Task to complete:
All of the data below is to be copied again without changes.

Saved data entries
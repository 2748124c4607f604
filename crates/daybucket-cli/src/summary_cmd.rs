use std::path::Path;
use std::process::ExitCode;

use crate::cli::SummaryArgs;
use crate::error::{CliError, CliResult, EXIT_SUCCESS, OutputFormat, print_json};
use crate::shared::{load_ledger, parse_date};

pub fn run_summary(args: SummaryArgs, output_format: OutputFormat) -> CliResult<ExitCode> {
    let range = match (args.from.as_deref(), args.to.as_deref()) {
        (Some(from), Some(to)) => {
            let from = parse_date(from, "--from")?;
            let to = parse_date(to, "--to")?;
            if from > to {
                return Err(CliError::input(format!(
                    "--from ({}) must not be after --to ({})",
                    from, to
                )));
            }
            Some((from, to))
        }
        _ => None,
    };

    let ledger = load_ledger(Path::new(&args.ledger))?;
    let summary = ledger.summary(range);

    match output_format {
        OutputFormat::Json => print_json(&summary)?,
        OutputFormat::Text => {
            if let (Some((from, to)), Some(length)) = (range, summary.days_in_range) {
                println!("Range: {} to {} ({} days)", from, to, length);
            }
            println!("Workdays recorded: {}", summary.workdays);
            if summary.states.is_empty() {
                println!("No states in ledger");
            }
            for tally in &summary.states {
                let status = if tally.reached {
                    "threshold reached".to_string()
                } else {
                    format!("{} remaining", tally.remaining)
                };
                println!(
                    "{} ({}): {}/{} days, {}",
                    tally.name, tally.abbreviation, tally.days, tally.threshold, status
                );
            }
        }
    }

    Ok(ExitCode::from(EXIT_SUCCESS))
}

Reply:
repository 2748124c4607f604
filename crates/daybucket-cli/src/summary_cmd.rs
use std::path::Path;
use std::process::ExitCode;

use crate::cli::SummaryArgs;
use crate::error::{CliError, CliResult, EXIT_SUCCESS, OutputFormat, print_json};
use crate::shared::{load_ledger, parse_date};

pub fn run_summary(args: SummaryArgs, output_format: OutputFormat) -> CliResult<ExitCode> {
    let range = match (args.from.as_deref(), args.to.as_deref()) {
        (Some(from), Some(to)) => {
            let from = parse_date(from, "--from")?;
            let to = parse_date(to, "--to")?;
            if from > to {
                return Err(CliError::input(format!(
                    "--from ({}) must not be after --to ({})",
                    from, to
                )));
            }
            Some((from, to))
        }
        _ => None,
    };

    let ledger = load_ledger(Path::new(&args.ledger))?;
    let summary = ledger.summary(range);

    match output_format {
        OutputFormat::Json => print_json(&summary)?,
        OutputFormat::Text => {
            if let (Some((from, to)), Some(length)) = (range, summary.days_in_range) {
                println!("Range: {} to {} ({} days)", from, to, length);
            }
            println!("Workdays recorded: {}", summary.workdays);
            if summary.states.is_empty() {
                println!("No states in ledger");
            }
            for tally in &summary.states {
                let status = if tally.reached {
                    "threshold reached".to_string()
                } else {
                    format!("{} remaining", tally.remaining)
                };
                println!(
                    "{} ({}): {}/{} days, {}",
                    tally.name, tally.abbreviation, tally.days, tally.threshold, status
                );
            }
        }
    }

    Ok(ExitCode::from(EXIT_SUCCESS))
}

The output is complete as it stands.